Regions buck trends as survey shows market staying cautious
The overall national property outlook is subdued and cautious, although there are variations in mood around the UK according to the Royal Institute of Chartered Surveyors’ (RICS) latest survey.
The responses from the RICS members showed the overall price balance to be at -10%, down from -2% a month earlier, the weakest figure returned since September 2012. But prices over the last three months around the country show marked variations, with Scotland and Northern Ireland leading the way with price rises while the survey showed falls in London, the south-east and others.
The RICS survey is one based on sentiment, with members asked to answer 19 questions.
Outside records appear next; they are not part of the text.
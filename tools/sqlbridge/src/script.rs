///
/// # Invocation Script Replay
///
/// A script is one JSON object per line:
///
/// ```text
/// {"method": "open", "params": {"path": "app.db"}}
/// {"method": "executeSync", "params": {"sql": "create table t (a)"}}
/// {"method": "query", "params": {"sql": "select * from t"}, "callback": "cb1"}
/// ```
///
/// Lines without `callback` are dispatched synchronously and print
/// `{"method": ..., "result": ...}`. Lines with `callback` are dispatched
/// asynchronously; the replay waits for the task and prints
/// `{"callback": ..., "result": ...}`. A method that raises prints
/// `{"method": ..., "raised": "<message>"}`. Blank lines and lines
/// starting with `#` are skipped.
///
/// Each async invocation is awaited before the next line is read, so the
/// model only ever sees one operation at a time.
///

use std::io::{BufRead, Write};
use std::sync::Arc;

use serde::Deserialize;
use serde_json::{Value, json};
use sqlbridge_core::{InvocationResult, ScriptEngine};
use sqlbridge_sqlite::SqliteModel;
use tokio::sync::mpsc::UnboundedReceiver;
use tracing::{debug, warn};

use crate::errors::ToolError;
use crate::host::{CallbackRecord, ChannelEngine};

#[derive(Debug, Deserialize)]
pub struct Invocation {
    pub method: String,
    #[serde(default)]
    pub params: Value,
    #[serde(default)]
    pub callback: Option<String>,
}

#[derive(Debug, Default, Clone, Copy, PartialEq, Eq)]
pub struct ReplayStats {
    pub invocations: usize,
    pub callbacks: usize,
    pub raised: usize,
}

pub fn parse_line(line: &str, number: usize) -> Result<Option<Invocation>, ToolError> {
    let trimmed = line.trim();
    if trimmed.is_empty() || trimmed.starts_with('#') {
        return Ok(None);
    }
    serde_json::from_str(trimmed)
        .map(Some)
        .map_err(|e| ToolError::Script {
            line: number,
            reason: e.to_string(),
        })
}

fn envelope_line(key: &str, name: &str, result: &InvocationResult) -> Result<Value, ToolError> {
    let mut line = serde_json::to_value(result)?;
    if let Value::Object(map) = &mut line {
        map.insert(key.to_string(), Value::String(name.to_string()));
    }
    Ok(line)
}

fn write_line<W: Write>(out: &mut W, line: &Value) -> Result<(), ToolError> {
    serde_json::to_writer(&mut *out, line)?;
    out.write_all(b"\n")?;
    Ok(())
}

fn drain_callbacks<W: Write>(
    callbacks: &mut UnboundedReceiver<CallbackRecord>,
    out: &mut W,
    stats: &mut ReplayStats,
) -> Result<(), ToolError> {
    while let Ok(record) = callbacks.try_recv() {
        stats.callbacks += 1;
        write_line(out, &envelope_line("callback", &record.name, &record.result)?)?;
    }
    Ok(())
}

pub async fn replay<R: BufRead, W: Write>(
    model: &SqliteModel,
    input: R,
    out: &mut W,
) -> Result<ReplayStats, ToolError> {
    let (engine, mut callbacks) = ChannelEngine::new();
    let engine: Arc<dyn ScriptEngine> = Arc::new(engine);
    let mut stats = ReplayStats::default();

    for (index, line) in input.lines().enumerate() {
        let line = line?;
        let Some(invocation) = parse_line(&line, index + 1)? else {
            continue;
        };
        stats.invocations += 1;
        debug!("Replaying {} (line {})", invocation.method, index + 1);

        let Some(callback) = invocation.callback else {
            match model.invoke_sync(&invocation.method, &invocation.params) {
                Ok(result) => write_line(out, &envelope_line("method", &invocation.method, &result)?)?,
                Err(e) => {
                    stats.raised += 1;
                    write_line(out, &json!({"method": invocation.method, "raised": e.to_string()}))?;
                }
            }
            continue;
        };

        match model.invoke_async(&invocation.method, invocation.params, engine.clone(), callback) {
            Ok(task) => {
                match task.await {
                    Ok(Ok(())) => {}
                    Ok(Err(e)) => {
                        stats.raised += 1;
                        warn!("{} raised after calling back: {}", invocation.method, e);
                    }
                    Err(e) => return Err(ToolError::Task(e.to_string())),
                }
                drain_callbacks(&mut callbacks, out, &mut stats)?;
            }
            Err(e) => {
                stats.raised += 1;
                write_line(out, &json!({"method": invocation.method, "raised": e.to_string()}))?;
            }
        }
    }

    out.flush()?;
    Ok(stats)
}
They range from ‘How have average prices changed over the last 3 months? (down/ same/ up)’ to ‘What is your sense of current price levels being achieved in your area (Very Expensive, Expensive, Fair value, Cheap, Very Cheap)’. The Halifax’s House Price Index, by contrast, measures precise figures, with the most recent edition referencing the sentiment among RICS members that they are holding back on activity at the moment.
Brexit casts its shadow
Uncertainties over Brexit and the general economic outlook could lie behind three-month price expectations being noticeably down in London and the south-east especially. One London-based surveyor pleads that, “a deal on Brexit is required to give some certainty, which will then encourage investors and purchasers”.
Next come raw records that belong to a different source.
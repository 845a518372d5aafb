///
/// Parameter dictionary access.
///
/// The host hands every method an opaque JSON object. These helpers read
/// it leniently, the way script callers expect: missing or null keys fall
/// back to a default, scalars are coerced to strings where a string is
/// wanted, and only a structurally wrong value (a non-array where an array
/// is required) is rejected.
///

use serde_json::Value;

use crate::error::BridgeError;

pub fn get_string(params: &Value, key: &str, default: &str) -> String {
    match params.get(key) {
        None | Some(Value::Null) => default.to_string(),
        Some(Value::String(s)) => s.clone(),
        Some(other) => other.to_string(),
    }
}

pub fn get_array<'a>(params: &'a Value, key: &str) -> Result<Option<&'a [Value]>, BridgeError> {
    match params.get(key) {
        None | Some(Value::Null) => Ok(None),
        Some(Value::Array(items)) => Ok(Some(items.as_slice())),
        Some(_) => Err(BridgeError::InvalidParams(format!(
            "'{}' must be an array",
            key
        ))),
    }
}

pub fn get_bool(params: &Value, key: &str, default: bool) -> bool {
    match params.get(key) {
        Some(Value::Bool(b)) => *b,
        Some(Value::String(s)) if s.eq_ignore_ascii_case("true") => true,
        Some(Value::String(s)) if s.eq_ignore_ascii_case("false") => false,
        _ => default,
    }
}

/// Reads an array of strings, stringifying non-string elements.
pub fn get_string_list(params: &Value, key: &str) -> Result<Vec<String>, BridgeError> {
    let Some(items) = get_array(params, key)? else {
        return Ok(Vec::new());
    };
    Ok(items
        .iter()
        .map(|item| match item {
            Value::String(s) => s.clone(),
            other => other.to_string(),
        })
        .collect())
}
Indeed, RICS Chief Economist Simon Rubinsohn calls Brexit “a key drag on sentiment” in the survey. But the same part of the survey also shows positive returns markedly positive feelings from RICS members in Northern Ireland, Scotland and the north-west.
The amount of people putting property on the market was mostly down across the UK, with the survey only returning positive figures for new vendor instructions in the north-east and Northern Ireland.
Positive feelings in some regions
With the survey showing the sales market to be generally cautious, it showed some optimism in rentals with rent expectations for the next three months up in all regions bar London and the south-east. National tenant demand was slightly up, but national new landlord instructions fell for the tenth month in a row.
The supply of housing remains an issue, with one RICS member in Yorkshire declaring they have seen “(a) busy Autumn market with lack of stock driving prices”.
Mr Rubinsohn added, “Although the tone of much of the newsflow surrounding the housing market remains downbeat, this continues to disproportionately reflect developments in the south and east of England with the picture remaining rather more resilient in many other parts of the country.”